- [What is required]
Print the lines that run from the line with "fn on_message(&self, _message: &str)" to the line with "pub fn bytes_hashed(&self)", keeping both end lines, exactly as they appear in the entries below, and nothing else.
***** Listed entries *****
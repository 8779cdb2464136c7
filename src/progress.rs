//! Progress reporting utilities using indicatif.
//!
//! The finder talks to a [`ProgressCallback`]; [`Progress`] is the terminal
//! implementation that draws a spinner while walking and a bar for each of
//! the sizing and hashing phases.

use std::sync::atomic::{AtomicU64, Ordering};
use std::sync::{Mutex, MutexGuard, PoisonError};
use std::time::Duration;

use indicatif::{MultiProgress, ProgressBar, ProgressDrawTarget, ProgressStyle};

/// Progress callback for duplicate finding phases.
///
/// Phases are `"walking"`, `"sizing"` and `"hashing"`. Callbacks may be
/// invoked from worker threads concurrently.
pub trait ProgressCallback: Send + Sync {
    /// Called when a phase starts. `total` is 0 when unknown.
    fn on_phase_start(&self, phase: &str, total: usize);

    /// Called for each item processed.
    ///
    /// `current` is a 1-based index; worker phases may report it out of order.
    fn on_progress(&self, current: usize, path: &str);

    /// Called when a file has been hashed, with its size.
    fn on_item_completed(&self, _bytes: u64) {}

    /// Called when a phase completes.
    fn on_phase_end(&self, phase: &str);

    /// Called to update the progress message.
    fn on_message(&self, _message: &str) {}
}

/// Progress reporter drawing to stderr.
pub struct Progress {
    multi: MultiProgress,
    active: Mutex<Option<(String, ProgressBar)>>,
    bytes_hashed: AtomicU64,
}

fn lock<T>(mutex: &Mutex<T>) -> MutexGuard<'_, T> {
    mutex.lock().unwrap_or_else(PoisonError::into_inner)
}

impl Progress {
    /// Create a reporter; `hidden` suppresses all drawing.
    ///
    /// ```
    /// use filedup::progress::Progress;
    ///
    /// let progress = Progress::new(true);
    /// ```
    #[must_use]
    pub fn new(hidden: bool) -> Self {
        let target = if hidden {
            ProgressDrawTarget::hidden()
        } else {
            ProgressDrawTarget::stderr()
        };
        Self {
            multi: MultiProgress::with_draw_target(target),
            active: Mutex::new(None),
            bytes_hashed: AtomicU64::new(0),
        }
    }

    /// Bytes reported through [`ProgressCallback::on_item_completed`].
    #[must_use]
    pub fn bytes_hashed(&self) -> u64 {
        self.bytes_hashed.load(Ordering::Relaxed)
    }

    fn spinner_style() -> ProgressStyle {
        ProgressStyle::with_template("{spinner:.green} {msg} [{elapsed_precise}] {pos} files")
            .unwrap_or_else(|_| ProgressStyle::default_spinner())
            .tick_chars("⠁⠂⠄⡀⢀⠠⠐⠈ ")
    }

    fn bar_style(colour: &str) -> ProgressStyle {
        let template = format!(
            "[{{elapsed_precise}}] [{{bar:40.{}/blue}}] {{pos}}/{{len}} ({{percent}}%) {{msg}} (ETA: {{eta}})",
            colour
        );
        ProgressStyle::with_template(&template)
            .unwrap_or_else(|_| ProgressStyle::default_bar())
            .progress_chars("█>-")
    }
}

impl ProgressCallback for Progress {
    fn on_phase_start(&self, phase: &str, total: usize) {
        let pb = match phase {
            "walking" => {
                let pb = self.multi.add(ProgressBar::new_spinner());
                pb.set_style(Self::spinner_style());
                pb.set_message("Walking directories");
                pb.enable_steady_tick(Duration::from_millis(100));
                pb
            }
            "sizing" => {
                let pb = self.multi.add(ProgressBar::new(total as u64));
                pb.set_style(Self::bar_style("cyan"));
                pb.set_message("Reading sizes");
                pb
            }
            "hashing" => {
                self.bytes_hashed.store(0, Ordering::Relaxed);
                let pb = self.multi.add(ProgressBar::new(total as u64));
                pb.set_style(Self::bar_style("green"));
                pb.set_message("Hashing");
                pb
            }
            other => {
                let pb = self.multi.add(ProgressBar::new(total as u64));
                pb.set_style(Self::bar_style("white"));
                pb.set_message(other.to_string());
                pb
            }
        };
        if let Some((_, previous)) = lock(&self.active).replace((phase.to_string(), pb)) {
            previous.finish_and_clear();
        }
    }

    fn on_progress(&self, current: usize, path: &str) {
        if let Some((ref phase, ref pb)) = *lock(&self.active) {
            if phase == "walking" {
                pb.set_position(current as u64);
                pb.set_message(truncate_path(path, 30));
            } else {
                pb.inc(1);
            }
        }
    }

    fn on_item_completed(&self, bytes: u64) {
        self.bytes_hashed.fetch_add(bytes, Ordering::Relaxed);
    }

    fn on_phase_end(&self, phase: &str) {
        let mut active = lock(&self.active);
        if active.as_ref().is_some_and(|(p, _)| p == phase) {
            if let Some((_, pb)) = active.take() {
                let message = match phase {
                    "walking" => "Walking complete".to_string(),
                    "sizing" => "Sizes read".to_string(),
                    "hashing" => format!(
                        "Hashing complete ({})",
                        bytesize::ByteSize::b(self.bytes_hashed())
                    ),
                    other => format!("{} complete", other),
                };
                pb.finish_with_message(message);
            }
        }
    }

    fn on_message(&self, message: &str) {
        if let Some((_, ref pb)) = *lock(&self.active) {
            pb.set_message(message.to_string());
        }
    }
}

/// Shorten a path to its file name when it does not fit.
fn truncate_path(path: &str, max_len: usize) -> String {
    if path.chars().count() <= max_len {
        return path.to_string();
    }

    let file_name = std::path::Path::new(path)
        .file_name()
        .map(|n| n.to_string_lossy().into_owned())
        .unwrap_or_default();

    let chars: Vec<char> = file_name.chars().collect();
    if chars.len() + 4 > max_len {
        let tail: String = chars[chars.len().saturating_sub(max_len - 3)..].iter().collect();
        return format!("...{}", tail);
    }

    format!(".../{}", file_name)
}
*****
- [Solution below]
    fn on_message(&self, _message: &str) {}
}

/// Progress reporter drawing to stderr.
pub struct Progress {
    multi: MultiProgress,
    active: Mutex<Option<(String, ProgressBar)>>,
    bytes_hashed: AtomicU64,
}

fn lock<T>(mutex: &Mutex<T>) -> MutexGuard<'_, T> {
    mutex.lock().unwrap_or_else(PoisonError::into_inner)
}

impl Progress {
    /// Create a reporter; `hidden` suppresses all drawing.
    ///
    /// ```
    /// use filedup::progress::Progress;
    ///
    /// let progress = Progress::new(true);
    /// ```
    #[must_use]
    pub fn new(hidden: bool) -> Self {
        let target = if hidden {
            ProgressDrawTarget::hidden()
        } else {
            ProgressDrawTarget::stderr()
        };
        Self {
            multi: MultiProgress::with_draw_target(target),
            active: Mutex::new(None),
            bytes_hashed: AtomicU64::new(0),
        }
    }

    /// Bytes reported through [`ProgressCallback::on_item_completed`].
    #[must_use]
    pub fn bytes_hashed(&self) -> u64 {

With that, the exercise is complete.